▸ Task item:
The word to find is "width". State how many lines below contain it, giving only the number.

Recorded data:
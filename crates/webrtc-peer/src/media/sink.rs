//! Rendering seam for local and remote streams

use super::MediaStream;
use crate::{Error, Result};
use bytes::Bytes;
use parking_lot::Mutex;
use std::time::Instant;

/// A decoded video frame snapshot
#[derive(Debug, Clone, PartialEq)]
pub struct VideoFrame {
    pub width: u32,
    pub height: u32,
    /// Raw pixel data (RGBA)
    pub data: Bytes,
    pub captured_at: Instant,
}

impl VideoFrame {
    pub fn new(width: u32, height: u32, data: impl Into<Bytes>) -> Self {
        Self {
            width,
            height,
            data: data.into(),
            captured_at: Instant::now(),
        }
    }
}

/// Something a stream can be rendered into (a video element, a canvas, a file)
pub trait MediaSink: Send + Sync {
    fn attach(&self, stream: MediaStream);

    fn detach(&self);

    /// The currently attached stream
    fn stream(&self) -> Option<MediaStream>;

    /// Snapshot of the most recent frame
    ///
    /// Fails with [`Error::NoRemoteStream`] when nothing live is attached.
    fn current_frame(&self) -> Result<VideoFrame>;
}

/// Sink that keeps the last frame pushed into it
#[derive(Debug, Default)]
pub struct FrameBufferSink {
    stream: Mutex<Option<MediaStream>>,
    frame: Mutex<Option<VideoFrame>>,
}

impl FrameBufferSink {
    pub fn new() -> Self {
        Self::default()
    }

    /// Record a rendered frame; ignored while detached
    pub fn push_frame(&self, frame: VideoFrame) {
        if self.stream.lock().is_some() {
            *self.frame.lock() = Some(frame);
        }
    }
}

impl MediaSink for FrameBufferSink {
    fn attach(&self, stream: MediaStream) {
        let mut current = self.stream.lock();
        if current.as_ref().map(|s| s.id()) != Some(stream.id()) {
            *self.frame.lock() = None;
        }
        *current = Some(stream);
    }

    fn detach(&self) {
        *self.stream.lock() = None;
        *self.frame.lock() = None;
    }

    fn stream(&self) -> Option<MediaStream> {
        self.stream.lock().clone()
    }

    fn current_frame(&self) -> Result<VideoFrame> {
        let live = self
            .stream
            .lock()
            .as_ref()
            .map(|s| s.video_tracks().iter().any(|t| !t.is_ended()))
            .unwrap_or(false);
        if !live {
            return Err(Error::NoRemoteStream);
        }

        self.frame
            .lock()
            .clone()
            .ok_or_else(|| Error::MediaTrackError("no frame rendered yet".to_string()))
    }
}
//! Data channel wrapper
//!
//! Wraps a [`DataChannelTransport`] created by the peer connection,
//! dispatches its lifecycle events to application handlers and keeps
//! traffic statistics.

use super::messages::{DataChannelMessage, MAX_MESSAGE_SIZE};
use crate::connection::{DataChannelEvent, DataChannelTransport};
use crate::{Error, Result};
use std::fmt;
use std::sync::atomic::{AtomicU64, Ordering};
use std::sync::Arc;
use tracing::{debug, error, warn};

/// Data channel state
#[derive(Debug, Clone, Copy, PartialEq, Eq)]
pub enum DataChannelState {
    /// Channel is being created
    Connecting,
    /// Channel is open and ready for messages
    Open,
    /// Channel is closing
    Closing,
    /// Channel is closed
    Closed,
}

type Callback = Arc<dyn Fn() + Send + Sync>;
type MessageCallback = Arc<dyn Fn(DataChannelMessage) + Send + Sync>;
type ErrorCallback = Arc<dyn Fn(String) + Send + Sync>;

/// Application handlers for data channel events
///
/// Unset handlers are skipped, except errors which are logged when no
/// handler is installed.
#[derive(Clone, Default)]
pub struct DataChannelHandlers {
    on_open: Option<Callback>,
    on_close: Option<Callback>,
    on_message: Option<MessageCallback>,
    on_buffered_amount_low: Option<Callback>,
    on_error: Option<ErrorCallback>,
}

impl DataChannelHandlers {
    pub fn new() -> Self {
        Self::default()
    }

    pub fn on_open(mut self, f: impl Fn() + Send + Sync + 'static) -> Self {
        self.on_open = Some(Arc::new(f));
        self
    }

    pub fn on_close(mut self, f: impl Fn() + Send + Sync + 'static) -> Self {
        self.on_close = Some(Arc::new(f));
        self
    }

    pub fn on_message(mut self, f: impl Fn(DataChannelMessage) + Send + Sync + 'static) -> Self {
        self.on_message = Some(Arc::new(f));
        self
    }

    pub fn on_buffered_amount_low(mut self, f: impl Fn() + Send + Sync + 'static) -> Self {
        self.on_buffered_amount_low = Some(Arc::new(f));
        self
    }

    pub fn on_error(mut self, f: impl Fn(String) + Send + Sync + 'static) -> Self {
        self.on_error = Some(Arc::new(f));
        self
    }
}

impl fmt::Debug for DataChannelHandlers {
    fn fmt(&self, f: &mut fmt::Formatter<'_>) -> fmt::Result {
        f.debug_struct("DataChannelHandlers")
            .field("on_open", &self.on_open.is_some())
            .field("on_close", &self.on_close.is_some())
            .field("on_message", &self.on_message.is_some())
            .field("on_buffered_amount_low", &self.on_buffered_amount_low.is_some())
            .field("on_error", &self.on_error.is_some())
            .finish()
    }
}

#[derive(Default)]
struct Counters {
    bytes_sent: AtomicU64,
    bytes_received: AtomicU64,
    messages_sent: AtomicU64,
    messages_received: AtomicU64,
}

/// Channel statistics
#[derive(Debug, Clone, Default, PartialEq, Eq)]
pub struct DataChannelStats {
    /// Total bytes sent
    pub bytes_sent: u64,
    /// Total bytes received
    pub bytes_received: u64,
    /// Messages sent count
    pub messages_sent: u64,
    /// Messages received count
    pub messages_received: u64,
}

/// Data channel owned by a peer
#[derive(Clone)]
pub struct DataChannel {
    label: String,
    transport: Arc<dyn DataChannelTransport>,
    counters: Arc<Counters>,
}

impl DataChannel {
    /// Wrap `transport` and route its events to `handlers`
    pub async fn new(
        transport: Arc<dyn DataChannelTransport>,
        handlers: DataChannelHandlers,
        buffered_amount_low_threshold: Option<usize>,
    ) -> Self {
        let label = transport.label();
        let counters = Arc::new(Counters::default());

        if let Some(threshold) = buffered_amount_low_threshold {
            transport.set_buffered_amount_low_threshold(threshold).await;
        }

        let event_counters = Arc::clone(&counters);
        let event_label = label.clone();
        transport
            .set_event_handler(Arc::new(move |event| {
                dispatch(&event_label, &handlers, &event_counters, event)
            }))
            .await;

        debug!("Data channel '{}' created", label);

        Self {
            label,
            transport,
            counters,
        }
    }

    /// Get the channel label
    pub fn label(&self) -> &str {
        &self.label
    }

    pub fn state(&self) -> DataChannelState {
        self.transport.ready_state()
    }

    pub fn is_open(&self) -> bool {
        self.state() == DataChannelState::Open
    }

    /// Send a message
    ///
    /// Fails when the channel is not open or the message exceeds
    /// [`MAX_MESSAGE_SIZE`].
    pub async fn send(&self, msg: &DataChannelMessage) -> Result<()> {
        if msg.exceeds_max_size() {
            return Err(Error::DataChannelError(format!(
                "Message size {} exceeds maximum {} bytes",
                msg.size(),
                MAX_MESSAGE_SIZE
            )));
        }

        let state = self.state();
        if state != DataChannelState::Open {
            return Err(Error::DataChannelError(format!(
                "Data channel '{}' is not open (state: {:?})",
                self.label, state
            )));
        }

        let sent = self.transport.send(msg).await?;
        self.counters
            .bytes_sent
            .fetch_add(sent as u64, Ordering::Relaxed);
        self.counters.messages_sent.fetch_add(1, Ordering::Relaxed);

        debug!("Sent {} bytes on data channel '{}'", sent, self.label);
        Ok(())
    }

    /// Close the data channel
    pub async fn close(&self) -> Result<()> {
        if self.state() == DataChannelState::Closed {
            return Ok(());
        }
        self.transport.close().await?;
        debug!("Data channel '{}' closed", self.label);
        Ok(())
    }

    /// Get channel statistics
    pub fn stats(&self) -> DataChannelStats {
        DataChannelStats {
            bytes_sent: self.counters.bytes_sent.load(Ordering::Relaxed),
            bytes_received: self.counters.bytes_received.load(Ordering::Relaxed),
            messages_sent: self.counters.messages_sent.load(Ordering::Relaxed),
            messages_received: self.counters.messages_received.load(Ordering::Relaxed),
        }
    }

    /// The transport this channel wraps
    pub fn transport(&self) -> &Arc<dyn DataChannelTransport> {
        &self.transport
    }
}

impl fmt::Debug for DataChannel {
    fn fmt(&self, f: &mut fmt::Formatter<'_>) -> fmt::Result {
        f.debug_struct("DataChannel")
            .field("label", &self.label)
            .field("state", &self.state())
            .field("stats", &self.stats())
            .finish()
    }
}

fn dispatch(
    label: &str,
    handlers: &DataChannelHandlers,
    counters: &Counters,
    event: DataChannelEvent,
) {
    match event {
        DataChannelEvent::Open => {
            debug!("Data channel '{}' opened", label);
            if let Some(f) = &handlers.on_open {
                f();
            }
        }
        DataChannelEvent::Close => {
            debug!("Data channel '{}' closed by transport", label);
            if let Some(f) = &handlers.on_close {
                f();
            }
        }
        DataChannelEvent::Message(msg) => {
            counters
                .bytes_received
                .fetch_add(msg.size() as u64, Ordering::Relaxed);
            counters.messages_received.fetch_add(1, Ordering::Relaxed);
            match &handlers.on_message {
                Some(f) => f(msg),
                None => warn!("Dropping message on data channel '{}': no handler", label),
            }
        }
        DataChannelEvent::BufferedAmountLow => {
            if let Some(f) = &handlers.on_buffered_amount_low {
                f();
            }
        }
        DataChannelEvent::Error(err) => match &handlers.on_error {
            Some(f) => f(err),
            None => error!("Data channel '{}' error: {}", label, err),
        },
    }
}

#[cfg(test)]
mod tests {
    use super::*;
    use crate::connection::DataChannelEventHandler;
    use async_trait::async_trait;
    use parking_lot::Mutex;

    struct LoopbackTransport {
        state: Mutex<DataChannelState>,
        handler: Mutex<Option<DataChannelEventHandler>>,
        sent: Mutex<Vec<DataChannelMessage>>,
        threshold: Mutex<Option<usize>>,
    }

    impl LoopbackTransport {
        fn new() -> Arc<Self> {
            Arc::new(Self {
                state: Mutex::new(DataChannelState::Connecting),
                handler: Mutex::new(None),
                sent: Mutex::new(Vec::new()),
                threshold: Mutex::new(None),
            })
        }

        fn emit(&self, event: DataChannelEvent) {
            if let DataChannelEvent::Open = event {
                *self.state.lock() = DataChannelState::Open;
            }
            let handler = self.handler.lock().clone();
            if let Some(h) = handler {
                h(event);
            }
        }
    }

    #[async_trait]
    impl DataChannelTransport for LoopbackTransport {
        fn label(&self) -> String {
            "test".to_string()
        }

        fn ready_state(&self) -> DataChannelState {
            *self.state.lock()
        }

        async fn send(&self, msg: &DataChannelMessage) -> Result<usize> {
            self.sent.lock().push(msg.clone());
            Ok(msg.size())
        }

        async fn close(&self) -> Result<()> {
            *self.state.lock() = DataChannelState::Closed;
            Ok(())
        }

        async fn set_event_handler(&self, handler: DataChannelEventHandler) {
            *self.handler.lock() = Some(handler);
        }

        async fn set_buffered_amount_low_threshold(&self, threshold: usize) {
            *self.threshold.lock() = Some(threshold);
        }
    }

    #[tokio::test]
    async fn test_send_requires_open() {
        let transport = LoopbackTransport::new();
        let channel = DataChannel::new(transport.clone(), DataChannelHandlers::new(), Some(1024)).await;
        assert_eq!(*transport.threshold.lock(), Some(1024));

        let err = channel.send(&"early".into()).await.unwrap_err();
        assert!(matches!(err, Error::DataChannelError(_)));

        transport.emit(DataChannelEvent::Open);
        channel.send(&"hello".into()).await.unwrap();
        assert_eq!(transport.sent.lock().len(), 1);
        assert_eq!(channel.stats().bytes_sent, 5);
        assert_eq!(channel.stats().messages_sent, 1);
    }

    #[tokio::test]
    async fn test_oversized_message_rejected() {
        let transport = LoopbackTransport::new();
        let channel = DataChannel::new(transport.clone(), DataChannelHandlers::new(), None).await;
        transport.emit(DataChannelEvent::Open);

        let big = DataChannelMessage::binary(vec![0u8; MAX_MESSAGE_SIZE + 1]);
        assert!(channel.send(&big).await.is_err());
        assert!(transport.sent.lock().is_empty());
    }

    #[tokio::test]
    async fn test_events_reach_handlers() {
        let log = Arc::new(Mutex::new(Vec::<String>::new()));
        let (l1, l2, l3, l4, l5) = (
            log.clone(),
            log.clone(),
            log.clone(),
            log.clone(),
            log.clone(),
        );
        let handlers = DataChannelHandlers::new()
            .on_open(move || l1.lock().push("open".into()))
            .on_close(move || l2.lock().push("close".into()))
            .on_message(move |m| l3.lock().push(format!("msg:{}", m.as_text().unwrap_or("?"))))
            .on_buffered_amount_low(move || l4.lock().push("low".into()))
            .on_error(move |e| l5.lock().push(format!("err:{}", e)));

        let transport = LoopbackTransport::new();
        let channel = DataChannel::new(transport.clone(), handlers, None).await;

        transport.emit(DataChannelEvent::Open);
        transport.emit(DataChannelEvent::Message("hi".into()));
        transport.emit(DataChannelEvent::BufferedAmountLow);
        transport.emit(DataChannelEvent::Error("sctp reset".into()));
        transport.emit(DataChannelEvent::Close);

        assert_eq!(
            *log.lock(),
            vec!["open", "msg:hi", "low", "err:sctp reset", "close"]
        );
        assert_eq!(channel.stats().messages_received, 1);
        assert_eq!(channel.stats().bytes_received, 2);
    }

    #[tokio::test]
    async fn test_close_is_idempotent() {
        let transport = LoopbackTransport::new();
        let channel = DataChannel::new(transport.clone(), DataChannelHandlers::new(), None).await;
        channel.close().await.unwrap();
        channel.close().await.unwrap();
        assert_eq!(channel.state(), DataChannelState::Closed);
    }
}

▸ Your response:
3